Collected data

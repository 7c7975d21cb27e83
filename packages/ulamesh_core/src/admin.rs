//! The admin query/command surface.
//!
//! One framed request in, a few tagged ASCII lines out, ending with a
//! summary line carrying the request's own tag. The socket handling
//! lives in `ulamesh_admin`; this module only formats tables and
//! drives the core's operations.

use base64::prelude::*;
use thiserror::Error;
use ulamesh_proto::admin::{Reply, Request, RequestTag};
use ulamesh_proto::PeerId;

use crate::route::RouteEntry;
use crate::{addr, VpnCore};

/// Trust quantum granted to every active peer by the `trust` command.
const TRUST_QUANTUM: i32 = 1000;

impl VpnCore {
    /// Execute one admin request. Always ends with a `Reply::Done`
    /// carrying the request's tag.
    pub fn admin(&self, request: &Request) -> Vec<Reply> {
        match request.tag {
            RequestTag::Tunnels => self.admin_tunnels(),
            RequestTag::Routes => self.admin_routes(RequestTag::Routes),
            RequestTag::Realised => self.admin_routes(RequestTag::Realised),
            RequestTag::Realise => self.admin_realise(),
            RequestTag::Reset => self.admin_reset(),
            RequestTag::Trust => self.admin_trust(),
            RequestTag::Add => self.admin_add(&request.param),
            RequestTag::DebugOn => self.admin_debug(true),
            RequestTag::DebugOff => self.admin_debug(false),
        }
    }

    fn admin_tunnels(&self) -> Vec<Reply> {
        let state = self.lock_state();
        let own = addr::peer_to_net(&self.overlay.local_peer_id());
        let mut replies = vec![Reply::Line(format!("{own} this node"))];
        for entry in state.tunnels.iter() {
            replies.push(Reply::Line(format!(
                "{} if {} peer {} active {} seen {}",
                addr::peer_to_net(&entry.peer),
                entry.name,
                BASE64_STANDARD.encode(entry.peer.as_bytes()),
                entry.active,
                entry.next_route_index,
            )));
        }
        let count = state.tunnels.len();
        replies.push(Reply::Done {
            tag: RequestTag::Tunnels,
            summary: format!("{count} tunnels"),
        });
        replies
    }

    fn admin_routes(&self, tag: RequestTag) -> Vec<Reply> {
        let state = self.lock_state();
        let entries: &[RouteEntry] = match tag {
            RequestTag::Realised => &state.realised,
            _ => state.routes.entries(),
        };
        let mut replies: Vec<Reply> = entries
            .iter()
            .map(|entry| Reply::Line(self.route_line(entry)))
            .collect();
        replies.push(Reply::Done {
            tag,
            summary: format!("{} routes", entries.len()),
        });
        replies
    }

    fn route_line(&self, entry: &RouteEntry) -> String {
        let net = addr::peer_to_net(&self.overlay.peer_id_of(&entry.owner));
        match entry.tunnel {
            None => format!("{net} hops {} (this node)", entry.hops),
            Some(tunnel) => format!("{net} hops {} tunnel {tunnel}", entry.hops),
        }
    }

    fn admin_realise(&self) -> Vec<Reply> {
        let actions = self.realise();
        let count = actions.len();
        let mut replies: Vec<Reply> = actions.into_iter().map(Reply::Line).collect();
        replies.push(Reply::Done {
            tag: RequestTag::Realise,
            summary: format!("{count} changes"),
        });
        replies
    }

    fn admin_reset(&self) -> Vec<Reply> {
        let probed = self.reset();
        vec![Reply::Done {
            tag: RequestTag::Reset,
            summary: format!("reset, probing {probed} peers"),
        }]
    }

    fn admin_trust(&self) -> Vec<Reply> {
        let peers: Vec<PeerId> = {
            let state = self.lock_state();
            state
                .tunnels
                .iter()
                .filter(|e| e.active)
                .map(|e| e.peer)
                .collect()
        };
        let mut replies = Vec::with_capacity(peers.len() + 1);
        for peer in &peers {
            let trust = self.overlay.trust_change(*peer, TRUST_QUANTUM);
            replies.push(Reply::Line(format!(
                "peer {} trust {trust}",
                BASE64_STANDARD.encode(peer.as_bytes()),
            )));
        }
        replies.push(Reply::Done {
            tag: RequestTag::Trust,
            summary: format!("trust raised for {} peers", peers.len()),
        });
        replies
    }

    fn admin_add(&self, param: &str) -> Vec<Reply> {
        let peer = match decode_peer_id(param) {
            Ok(peer) => peer,
            Err(err) => {
                return vec![Reply::Done {
                    tag: RequestTag::Add,
                    summary: format!("error: {err}"),
                }]
            }
        };
        self.overlay.identity_whitelist(peer);
        let outcome = self.overlay.session_try_connect(peer);
        vec![Reply::Done {
            tag: RequestTag::Add,
            summary: match outcome {
                crate::ConnectOutcome::Already => "connected".to_string(),
                crate::ConnectOutcome::Scheduled => "scheduled".to_string(),
                crate::ConnectOutcome::Refused => "refused".to_string(),
            },
        }]
    }

    fn admin_debug(&self, enabled: bool) -> Vec<Reply> {
        let mut state = self.lock_state();
        state.debug = enabled;
        vec![Reply::Done {
            tag: if enabled {
                RequestTag::DebugOn
            } else {
                RequestTag::DebugOff
            },
            summary: format!("debug {}", if enabled { "on" } else { "off" }),
        }]
    }
}

/// An error representing an unusable peer id argument.
#[derive(Debug, Error)]
pub enum IdentityError {
    #[error("peer id is not valid base64")]
    BadEncoding(#[source] base64::DecodeError),

    #[error("peer id decodes to {0} bytes, expected 32")]
    BadLength(usize),
}

fn decode_peer_id(encoded: &str) -> Result<PeerId, IdentityError> {
    let bytes = BASE64_STANDARD
        .decode(encoded.trim())
        .map_err(IdentityError::BadEncoding)?;
    let id: [u8; 32] = bytes
        .try_into()
        .map_err(|bytes: Vec<u8>| IdentityError::BadLength(bytes.len()))?;
    Ok(PeerId(id))
}
//! Admin protocol over a real Unix socket.

use std::fs::File;
use std::io::{self, Read, Write};
use std::net::Ipv6Addr;
use std::os::unix::net::UnixStream;
use std::sync::{mpsc, Arc, Mutex};
use std::thread;
use std::time::Duration;

use cidr::Ipv6Cidr;
use ulamesh_core::{Config, ConnectOutcome, NetOps, Overlay, Priority, VpnCore};
use ulamesh_proto::admin::{self, Reply, Request, RequestTag};
use ulamesh_proto::{Message, PeerId, PublicKey};

struct StubOverlay;

impl Overlay for StubOverlay {
    fn send(&self, _to: PeerId, _message: Message, _priority: Priority, _deadline_secs: u64) {}

    fn local_peer_id(&self) -> PeerId {
        PeerId([0xEE; 32])
    }

    fn local_public_key(&self) -> PublicKey {
        PublicKey([0xEE; 64])
    }

    fn peer_id_of(&self, key: &PublicKey) -> PeerId {
        let mut id = [0u8; 32];
        id.copy_from_slice(&key.as_bytes()[..32]);
        PeerId(id)
    }

    fn preference_increase(&self, _peer: PeerId, _amount: u64) {}

    fn trust_change(&self, _peer: PeerId, delta: i32) -> i32 {
        delta
    }

    fn session_try_connect(&self, _peer: PeerId) -> ConnectOutcome {
        ConnectOutcome::Scheduled
    }

    fn identity_whitelist(&self, _peer: PeerId) {}
}

/// A kernel that refuses everything; tunnel entries still exist, just
/// without devices.
struct StubNet {
    calls: Mutex<usize>,
}

impl NetOps for StubNet {
    fn open_tun(&self, _name: &str) -> io::Result<File> {
        *self.calls.lock().unwrap() += 1;
        Err(io::Error::new(io::ErrorKind::PermissionDenied, "no tun in tests"))
    }

    fn link_up(&self, _name: &str) -> io::Result<()> {
        Ok(())
    }

    fn set_mtu(&self, _name: &str, _mtu: u32) -> io::Result<()> {
        Ok(())
    }

    fn interface_index(&self, _name: &str) -> io::Result<u32> {
        Ok(1)
    }

    fn add_address(&self, _interface: u32, _address: Ipv6Addr, _prefix_len: u8) -> io::Result<()> {
        Ok(())
    }

    fn add_route(&self, _destination: Ipv6Cidr, _interface: u32, _metric: u32) -> io::Result<()> {
        Ok(())
    }

    fn del_route(&self, _destination: Ipv6Cidr, _interface: u32, _metric: u32) -> io::Result<()> {
        Ok(())
    }
}

fn test_core() -> Arc<VpnCore> {
    Arc::new(VpnCore::new(
        Arc::new(StubOverlay),
        Arc::new(StubNet {
            calls: Mutex::new(0),
        }),
        Config::default(),
    ))
}

fn read_reply(stream: &mut UnixStream) -> Reply {
    let mut header = [0u8; 3];
    stream.read_exact(&mut header).unwrap();
    let mut frame = header.to_vec();
    frame.resize(3 + admin::body_len(&header), 0);
    stream.read_exact(&mut frame[3..]).unwrap();
    Reply::parse(&frame).unwrap()
}

fn transact(stream: &mut UnixStream, request: &Request) -> (Vec<String>, String) {
    stream.write_all(&request.encode()).unwrap();
    let mut lines = Vec::new();
    loop {
        match read_reply(stream) {
            Reply::Line(line) => lines.push(line),
            Reply::Done { tag, summary } => {
                assert_eq!(tag, request.tag);
                return (lines, summary);
            }
        }
    }
}

#[test]
fn requests_are_served_over_the_socket() {
    let core = test_core();
    core.handle_message(PeerId([1; 32]), Message::Pong);

    let path = std::env::temp_dir().join(format!("ulamesh-admin-{}.sock", std::process::id()));
    let server = ulamesh_admin::bind(&path, core).unwrap();

    let mut stream = UnixStream::connect(&path).unwrap();

    let (lines, summary) = transact(&mut stream, &Request::new(RequestTag::Tunnels));
    assert_eq!(summary, "1 tunnels");
    assert_eq!(lines[0], "fdee:eeee:ee00::/48 this node");
    assert!(lines[1].starts_with("fd01:101:100::/48 if ula0"), "{}", lines[1]);

    let (lines, summary) = transact(&mut stream, &Request::new(RequestTag::Routes));
    assert_eq!(summary, "1 routes");
    assert_eq!(lines, vec!["fdee:eeee:ee00::/48 hops 0 (this node)"]);

    // Multiple requests ride the same connection.
    let (_, summary) = transact(&mut stream, &Request::new(RequestTag::DebugOn));
    assert_eq!(summary, "debug on");
    let (_, summary) = transact(&mut stream, &Request::new(RequestTag::DebugOff));
    assert_eq!(summary, "debug off");

    drop(stream);
    server.shutdown();
    assert!(!path.exists());
}

#[test]
fn shutdown_returns_while_a_client_sits_idle() {
    let path =
        std::env::temp_dir().join(format!("ulamesh-admin-idle-{}.sock", std::process::id()));
    let server = ulamesh_admin::bind(&path, test_core()).unwrap();

    // A client that connects and then says nothing must not pin the
    // listener thread.
    let idle = UnixStream::connect(&path).unwrap();
    thread::sleep(Duration::from_millis(200));

    let (done_tx, done_rx) = mpsc::channel();
    thread::spawn(move || {
        server.shutdown();
        let _ = done_tx.send(());
    });
    done_rx
        .recv_timeout(Duration::from_secs(3))
        .expect("shutdown blocked on the idle client");
    drop(idle);
    assert!(!path.exists());
}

→ **Work request**: Reproduce, word for word and in full, only the lines above that start at the line with "use ulamesh_proto::PeerId;" and run through the line with "pub fn admin(&self, request: &Request)", both ends included.

→ **Reply**:
use ulamesh_proto::PeerId;

use crate::route::RouteEntry;
use crate::{addr, VpnCore};

/// Trust quantum granted to every active peer by the `trust` command.
const TRUST_QUANTUM: i32 = 1000;

impl VpnCore {
    /// Execute one admin request. Always ends with a `Reply::Done`
    /// carrying the request's tag.
    pub fn admin(&self, request: &Request) -> Vec<Reply> {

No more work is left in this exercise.